| Problem to work on |
In the listing below, count each line that contains "WriteTransaction". The reply is that count and nothing else.

※

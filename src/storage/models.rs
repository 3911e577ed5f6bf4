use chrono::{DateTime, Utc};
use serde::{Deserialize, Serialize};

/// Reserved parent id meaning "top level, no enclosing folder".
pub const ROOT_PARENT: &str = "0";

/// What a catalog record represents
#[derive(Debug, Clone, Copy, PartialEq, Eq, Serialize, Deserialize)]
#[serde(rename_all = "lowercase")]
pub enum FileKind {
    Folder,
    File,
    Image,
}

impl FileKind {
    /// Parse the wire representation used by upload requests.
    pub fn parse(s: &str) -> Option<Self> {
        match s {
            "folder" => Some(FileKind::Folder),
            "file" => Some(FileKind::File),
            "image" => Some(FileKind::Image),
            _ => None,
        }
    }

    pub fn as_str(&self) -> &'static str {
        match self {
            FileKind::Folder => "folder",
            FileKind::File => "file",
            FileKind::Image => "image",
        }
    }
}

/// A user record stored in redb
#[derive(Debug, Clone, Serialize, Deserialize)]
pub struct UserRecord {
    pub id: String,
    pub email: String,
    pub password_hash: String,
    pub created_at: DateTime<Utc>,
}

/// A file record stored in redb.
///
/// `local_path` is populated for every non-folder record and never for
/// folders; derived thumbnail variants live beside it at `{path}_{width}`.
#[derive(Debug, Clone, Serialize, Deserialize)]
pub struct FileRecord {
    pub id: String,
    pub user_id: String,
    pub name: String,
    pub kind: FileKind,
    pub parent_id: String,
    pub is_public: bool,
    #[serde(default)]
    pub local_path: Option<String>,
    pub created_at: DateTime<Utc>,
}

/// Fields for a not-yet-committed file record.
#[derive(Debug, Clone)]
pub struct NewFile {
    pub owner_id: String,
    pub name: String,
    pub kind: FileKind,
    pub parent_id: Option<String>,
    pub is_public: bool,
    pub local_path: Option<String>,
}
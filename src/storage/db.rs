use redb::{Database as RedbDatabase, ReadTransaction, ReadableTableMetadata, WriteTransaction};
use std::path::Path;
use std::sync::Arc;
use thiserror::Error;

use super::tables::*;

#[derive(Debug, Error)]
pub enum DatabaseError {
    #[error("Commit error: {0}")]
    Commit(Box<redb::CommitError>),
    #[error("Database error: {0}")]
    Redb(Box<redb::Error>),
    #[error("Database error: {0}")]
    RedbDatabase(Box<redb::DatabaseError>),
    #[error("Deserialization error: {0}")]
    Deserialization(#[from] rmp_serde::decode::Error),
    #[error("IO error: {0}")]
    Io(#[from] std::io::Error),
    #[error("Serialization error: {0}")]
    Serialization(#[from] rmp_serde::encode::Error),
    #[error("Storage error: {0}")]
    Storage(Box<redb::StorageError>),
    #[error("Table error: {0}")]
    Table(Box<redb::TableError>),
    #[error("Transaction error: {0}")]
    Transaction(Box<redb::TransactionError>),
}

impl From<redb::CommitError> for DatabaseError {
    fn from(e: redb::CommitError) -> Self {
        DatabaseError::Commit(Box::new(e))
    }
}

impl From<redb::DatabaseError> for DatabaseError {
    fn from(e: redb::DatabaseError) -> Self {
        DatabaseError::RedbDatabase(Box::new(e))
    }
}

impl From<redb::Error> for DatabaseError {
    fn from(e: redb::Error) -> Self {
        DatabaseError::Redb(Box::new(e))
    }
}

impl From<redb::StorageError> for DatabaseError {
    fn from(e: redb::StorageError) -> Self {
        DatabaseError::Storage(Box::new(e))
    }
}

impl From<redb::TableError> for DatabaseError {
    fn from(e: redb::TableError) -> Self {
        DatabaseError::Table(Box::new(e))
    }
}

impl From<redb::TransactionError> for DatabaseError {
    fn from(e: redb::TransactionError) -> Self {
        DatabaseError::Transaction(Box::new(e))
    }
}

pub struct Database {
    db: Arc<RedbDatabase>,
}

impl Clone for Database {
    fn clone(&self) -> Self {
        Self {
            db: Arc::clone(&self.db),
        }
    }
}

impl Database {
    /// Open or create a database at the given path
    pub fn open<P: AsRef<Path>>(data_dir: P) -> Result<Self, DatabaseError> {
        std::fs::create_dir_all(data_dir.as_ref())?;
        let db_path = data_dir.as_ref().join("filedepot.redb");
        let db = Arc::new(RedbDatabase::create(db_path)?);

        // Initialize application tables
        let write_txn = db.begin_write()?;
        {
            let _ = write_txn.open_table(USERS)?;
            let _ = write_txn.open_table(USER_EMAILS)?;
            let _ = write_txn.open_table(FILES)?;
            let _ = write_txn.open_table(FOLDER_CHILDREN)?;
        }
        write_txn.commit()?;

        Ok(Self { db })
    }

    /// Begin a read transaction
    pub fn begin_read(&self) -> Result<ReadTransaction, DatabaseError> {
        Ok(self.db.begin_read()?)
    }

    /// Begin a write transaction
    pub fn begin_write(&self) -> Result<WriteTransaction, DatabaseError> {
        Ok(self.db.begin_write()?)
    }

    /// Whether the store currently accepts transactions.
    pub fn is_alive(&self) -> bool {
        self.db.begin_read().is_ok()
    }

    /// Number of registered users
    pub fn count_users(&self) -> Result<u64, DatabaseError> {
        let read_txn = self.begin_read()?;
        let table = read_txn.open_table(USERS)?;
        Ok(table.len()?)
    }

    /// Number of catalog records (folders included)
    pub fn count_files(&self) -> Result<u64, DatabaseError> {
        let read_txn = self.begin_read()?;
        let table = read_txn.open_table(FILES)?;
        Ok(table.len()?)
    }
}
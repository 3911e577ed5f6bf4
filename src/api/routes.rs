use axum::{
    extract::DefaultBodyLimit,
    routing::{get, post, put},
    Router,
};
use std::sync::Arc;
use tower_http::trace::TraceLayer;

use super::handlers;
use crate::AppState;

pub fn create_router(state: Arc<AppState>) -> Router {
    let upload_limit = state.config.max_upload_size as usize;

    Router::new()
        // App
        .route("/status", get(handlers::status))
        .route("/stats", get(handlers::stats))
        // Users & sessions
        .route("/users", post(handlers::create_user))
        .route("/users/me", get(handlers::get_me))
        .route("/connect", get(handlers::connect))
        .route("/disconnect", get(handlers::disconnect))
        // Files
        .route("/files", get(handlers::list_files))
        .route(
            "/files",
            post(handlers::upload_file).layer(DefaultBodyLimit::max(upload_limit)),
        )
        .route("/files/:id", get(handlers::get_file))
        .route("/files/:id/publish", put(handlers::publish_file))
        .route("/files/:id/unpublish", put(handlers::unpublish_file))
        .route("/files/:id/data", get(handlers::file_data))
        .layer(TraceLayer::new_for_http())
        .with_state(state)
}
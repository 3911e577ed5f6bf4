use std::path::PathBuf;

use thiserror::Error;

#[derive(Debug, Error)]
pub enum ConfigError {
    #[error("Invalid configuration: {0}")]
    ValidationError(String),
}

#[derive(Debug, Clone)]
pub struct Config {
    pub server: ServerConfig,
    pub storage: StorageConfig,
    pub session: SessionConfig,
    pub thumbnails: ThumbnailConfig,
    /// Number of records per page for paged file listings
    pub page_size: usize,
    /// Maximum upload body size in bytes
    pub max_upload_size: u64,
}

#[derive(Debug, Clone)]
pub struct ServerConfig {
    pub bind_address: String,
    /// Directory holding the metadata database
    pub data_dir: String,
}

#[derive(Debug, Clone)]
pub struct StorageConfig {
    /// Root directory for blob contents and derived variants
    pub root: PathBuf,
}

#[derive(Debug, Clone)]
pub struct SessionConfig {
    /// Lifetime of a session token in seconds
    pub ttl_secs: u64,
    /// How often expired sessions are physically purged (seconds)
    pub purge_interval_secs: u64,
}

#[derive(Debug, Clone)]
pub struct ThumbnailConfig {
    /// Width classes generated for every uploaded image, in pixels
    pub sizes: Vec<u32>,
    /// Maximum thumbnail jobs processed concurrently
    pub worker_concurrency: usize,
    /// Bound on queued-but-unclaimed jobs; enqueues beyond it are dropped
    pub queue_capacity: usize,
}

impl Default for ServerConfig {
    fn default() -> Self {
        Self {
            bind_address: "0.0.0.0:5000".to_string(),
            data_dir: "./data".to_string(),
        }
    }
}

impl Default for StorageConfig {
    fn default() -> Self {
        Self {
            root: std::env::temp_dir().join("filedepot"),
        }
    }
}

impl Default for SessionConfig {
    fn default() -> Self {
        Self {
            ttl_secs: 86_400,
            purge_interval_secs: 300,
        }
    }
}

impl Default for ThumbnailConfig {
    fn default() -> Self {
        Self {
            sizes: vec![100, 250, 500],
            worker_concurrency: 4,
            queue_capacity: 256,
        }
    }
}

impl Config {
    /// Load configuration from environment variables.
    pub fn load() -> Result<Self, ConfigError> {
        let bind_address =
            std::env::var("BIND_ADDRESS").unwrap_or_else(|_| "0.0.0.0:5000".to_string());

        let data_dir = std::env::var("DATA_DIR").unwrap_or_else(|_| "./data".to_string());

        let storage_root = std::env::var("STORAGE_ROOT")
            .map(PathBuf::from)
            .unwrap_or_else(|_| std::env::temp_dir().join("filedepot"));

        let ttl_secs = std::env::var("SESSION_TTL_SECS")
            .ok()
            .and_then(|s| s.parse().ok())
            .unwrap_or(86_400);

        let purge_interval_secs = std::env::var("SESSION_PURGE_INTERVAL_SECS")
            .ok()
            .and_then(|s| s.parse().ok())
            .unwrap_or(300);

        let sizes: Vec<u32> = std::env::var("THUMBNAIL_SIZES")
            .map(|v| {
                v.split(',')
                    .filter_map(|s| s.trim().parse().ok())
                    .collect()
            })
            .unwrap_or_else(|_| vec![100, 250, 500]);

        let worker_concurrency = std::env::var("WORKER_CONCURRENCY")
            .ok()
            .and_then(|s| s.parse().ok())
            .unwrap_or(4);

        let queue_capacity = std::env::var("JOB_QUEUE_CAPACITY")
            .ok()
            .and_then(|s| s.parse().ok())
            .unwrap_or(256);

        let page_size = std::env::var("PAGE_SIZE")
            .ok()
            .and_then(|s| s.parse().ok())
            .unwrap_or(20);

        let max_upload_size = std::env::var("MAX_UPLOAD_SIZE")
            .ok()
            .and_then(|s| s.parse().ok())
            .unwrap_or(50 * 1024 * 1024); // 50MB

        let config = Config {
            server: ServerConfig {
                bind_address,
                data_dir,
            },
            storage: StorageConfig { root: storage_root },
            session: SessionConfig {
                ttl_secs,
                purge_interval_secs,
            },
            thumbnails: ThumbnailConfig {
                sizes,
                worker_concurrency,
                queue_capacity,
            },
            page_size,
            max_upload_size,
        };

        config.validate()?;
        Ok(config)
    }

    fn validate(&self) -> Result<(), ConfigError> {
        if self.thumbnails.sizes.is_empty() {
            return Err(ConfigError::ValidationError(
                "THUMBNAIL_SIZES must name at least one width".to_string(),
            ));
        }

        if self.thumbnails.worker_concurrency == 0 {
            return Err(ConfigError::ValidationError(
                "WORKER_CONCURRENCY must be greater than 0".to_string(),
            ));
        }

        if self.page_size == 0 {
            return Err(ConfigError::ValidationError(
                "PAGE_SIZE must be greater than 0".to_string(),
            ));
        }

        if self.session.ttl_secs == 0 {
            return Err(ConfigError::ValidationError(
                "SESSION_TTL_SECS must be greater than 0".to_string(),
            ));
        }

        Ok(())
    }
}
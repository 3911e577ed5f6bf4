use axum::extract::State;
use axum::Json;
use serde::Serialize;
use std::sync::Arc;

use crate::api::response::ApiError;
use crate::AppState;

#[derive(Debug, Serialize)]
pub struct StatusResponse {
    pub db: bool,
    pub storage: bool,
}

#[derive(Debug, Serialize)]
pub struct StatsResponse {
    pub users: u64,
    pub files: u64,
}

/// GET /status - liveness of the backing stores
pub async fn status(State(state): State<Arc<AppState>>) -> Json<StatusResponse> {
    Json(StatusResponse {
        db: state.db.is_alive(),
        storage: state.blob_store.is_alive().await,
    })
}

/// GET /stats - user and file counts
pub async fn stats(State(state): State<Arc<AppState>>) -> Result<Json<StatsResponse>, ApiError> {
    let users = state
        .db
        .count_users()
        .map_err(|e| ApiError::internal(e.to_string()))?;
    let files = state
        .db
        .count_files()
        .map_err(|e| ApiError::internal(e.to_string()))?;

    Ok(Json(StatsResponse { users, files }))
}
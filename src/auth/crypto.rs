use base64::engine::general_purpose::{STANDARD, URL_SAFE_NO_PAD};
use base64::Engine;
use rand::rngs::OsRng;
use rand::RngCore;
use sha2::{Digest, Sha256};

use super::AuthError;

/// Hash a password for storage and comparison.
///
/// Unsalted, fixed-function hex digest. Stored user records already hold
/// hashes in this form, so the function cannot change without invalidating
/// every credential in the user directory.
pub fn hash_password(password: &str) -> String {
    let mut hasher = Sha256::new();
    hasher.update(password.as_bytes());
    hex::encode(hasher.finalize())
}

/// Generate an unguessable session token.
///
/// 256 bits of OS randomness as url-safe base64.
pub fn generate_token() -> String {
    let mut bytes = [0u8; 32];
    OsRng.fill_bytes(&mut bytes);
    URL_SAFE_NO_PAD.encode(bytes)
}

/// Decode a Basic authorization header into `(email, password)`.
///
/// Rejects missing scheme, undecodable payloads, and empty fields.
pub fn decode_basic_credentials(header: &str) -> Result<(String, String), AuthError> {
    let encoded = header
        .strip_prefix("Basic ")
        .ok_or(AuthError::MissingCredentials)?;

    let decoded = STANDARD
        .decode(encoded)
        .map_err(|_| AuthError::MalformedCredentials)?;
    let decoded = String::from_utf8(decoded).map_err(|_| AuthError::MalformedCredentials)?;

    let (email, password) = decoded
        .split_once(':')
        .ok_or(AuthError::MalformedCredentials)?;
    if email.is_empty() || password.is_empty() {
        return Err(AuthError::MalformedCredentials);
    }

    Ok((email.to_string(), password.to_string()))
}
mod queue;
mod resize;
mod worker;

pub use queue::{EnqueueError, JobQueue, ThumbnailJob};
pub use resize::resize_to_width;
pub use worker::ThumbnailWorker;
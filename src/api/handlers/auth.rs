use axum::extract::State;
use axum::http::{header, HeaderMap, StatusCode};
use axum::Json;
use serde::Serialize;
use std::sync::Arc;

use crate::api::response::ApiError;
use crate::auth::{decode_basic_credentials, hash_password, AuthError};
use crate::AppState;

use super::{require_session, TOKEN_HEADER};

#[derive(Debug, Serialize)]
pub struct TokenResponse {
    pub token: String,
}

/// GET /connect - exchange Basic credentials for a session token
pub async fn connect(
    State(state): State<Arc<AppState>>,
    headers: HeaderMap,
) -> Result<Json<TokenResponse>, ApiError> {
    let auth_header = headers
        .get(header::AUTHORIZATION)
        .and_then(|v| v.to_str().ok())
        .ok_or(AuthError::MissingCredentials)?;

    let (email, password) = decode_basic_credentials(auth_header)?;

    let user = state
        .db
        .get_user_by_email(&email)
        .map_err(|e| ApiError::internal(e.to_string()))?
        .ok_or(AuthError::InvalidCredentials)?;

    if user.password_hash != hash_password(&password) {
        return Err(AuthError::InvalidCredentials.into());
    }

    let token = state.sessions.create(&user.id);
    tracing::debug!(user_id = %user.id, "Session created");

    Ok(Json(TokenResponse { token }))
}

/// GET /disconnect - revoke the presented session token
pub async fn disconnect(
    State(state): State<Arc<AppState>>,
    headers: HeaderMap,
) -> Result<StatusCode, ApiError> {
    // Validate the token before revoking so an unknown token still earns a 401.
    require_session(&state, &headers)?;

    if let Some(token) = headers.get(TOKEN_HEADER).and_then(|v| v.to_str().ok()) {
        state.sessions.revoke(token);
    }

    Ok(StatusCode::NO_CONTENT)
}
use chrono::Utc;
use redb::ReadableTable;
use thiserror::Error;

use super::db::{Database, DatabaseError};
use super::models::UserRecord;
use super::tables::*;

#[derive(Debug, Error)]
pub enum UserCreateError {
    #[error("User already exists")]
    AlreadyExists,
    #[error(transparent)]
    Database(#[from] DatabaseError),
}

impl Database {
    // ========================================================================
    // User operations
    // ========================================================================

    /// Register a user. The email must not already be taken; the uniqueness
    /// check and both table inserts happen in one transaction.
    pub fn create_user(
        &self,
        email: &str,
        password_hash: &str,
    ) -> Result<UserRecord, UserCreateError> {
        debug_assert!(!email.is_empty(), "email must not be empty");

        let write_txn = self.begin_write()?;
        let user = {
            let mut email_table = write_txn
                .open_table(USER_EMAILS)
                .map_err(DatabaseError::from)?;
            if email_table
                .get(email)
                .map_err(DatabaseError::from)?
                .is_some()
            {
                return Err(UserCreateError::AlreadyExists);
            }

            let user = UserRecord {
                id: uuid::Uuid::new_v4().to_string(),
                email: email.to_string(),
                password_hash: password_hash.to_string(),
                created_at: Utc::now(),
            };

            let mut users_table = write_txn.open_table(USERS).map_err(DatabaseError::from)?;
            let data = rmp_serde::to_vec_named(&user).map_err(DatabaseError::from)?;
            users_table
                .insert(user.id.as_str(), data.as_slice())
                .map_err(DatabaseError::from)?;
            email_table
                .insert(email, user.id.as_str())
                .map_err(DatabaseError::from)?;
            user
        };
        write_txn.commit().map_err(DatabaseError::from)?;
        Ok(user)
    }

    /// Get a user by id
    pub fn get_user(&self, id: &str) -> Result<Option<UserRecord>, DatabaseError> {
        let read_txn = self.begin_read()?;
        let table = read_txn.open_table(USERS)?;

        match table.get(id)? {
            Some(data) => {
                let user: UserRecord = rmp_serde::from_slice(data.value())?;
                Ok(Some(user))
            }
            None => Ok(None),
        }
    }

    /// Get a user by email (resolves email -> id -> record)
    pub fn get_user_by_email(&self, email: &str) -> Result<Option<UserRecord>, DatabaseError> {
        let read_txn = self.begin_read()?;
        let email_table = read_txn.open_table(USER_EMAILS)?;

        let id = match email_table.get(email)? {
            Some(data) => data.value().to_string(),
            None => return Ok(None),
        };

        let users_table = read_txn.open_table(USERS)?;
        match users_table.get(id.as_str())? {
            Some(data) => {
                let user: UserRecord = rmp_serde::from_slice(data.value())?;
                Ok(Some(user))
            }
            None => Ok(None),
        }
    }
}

※

| Completed task |
2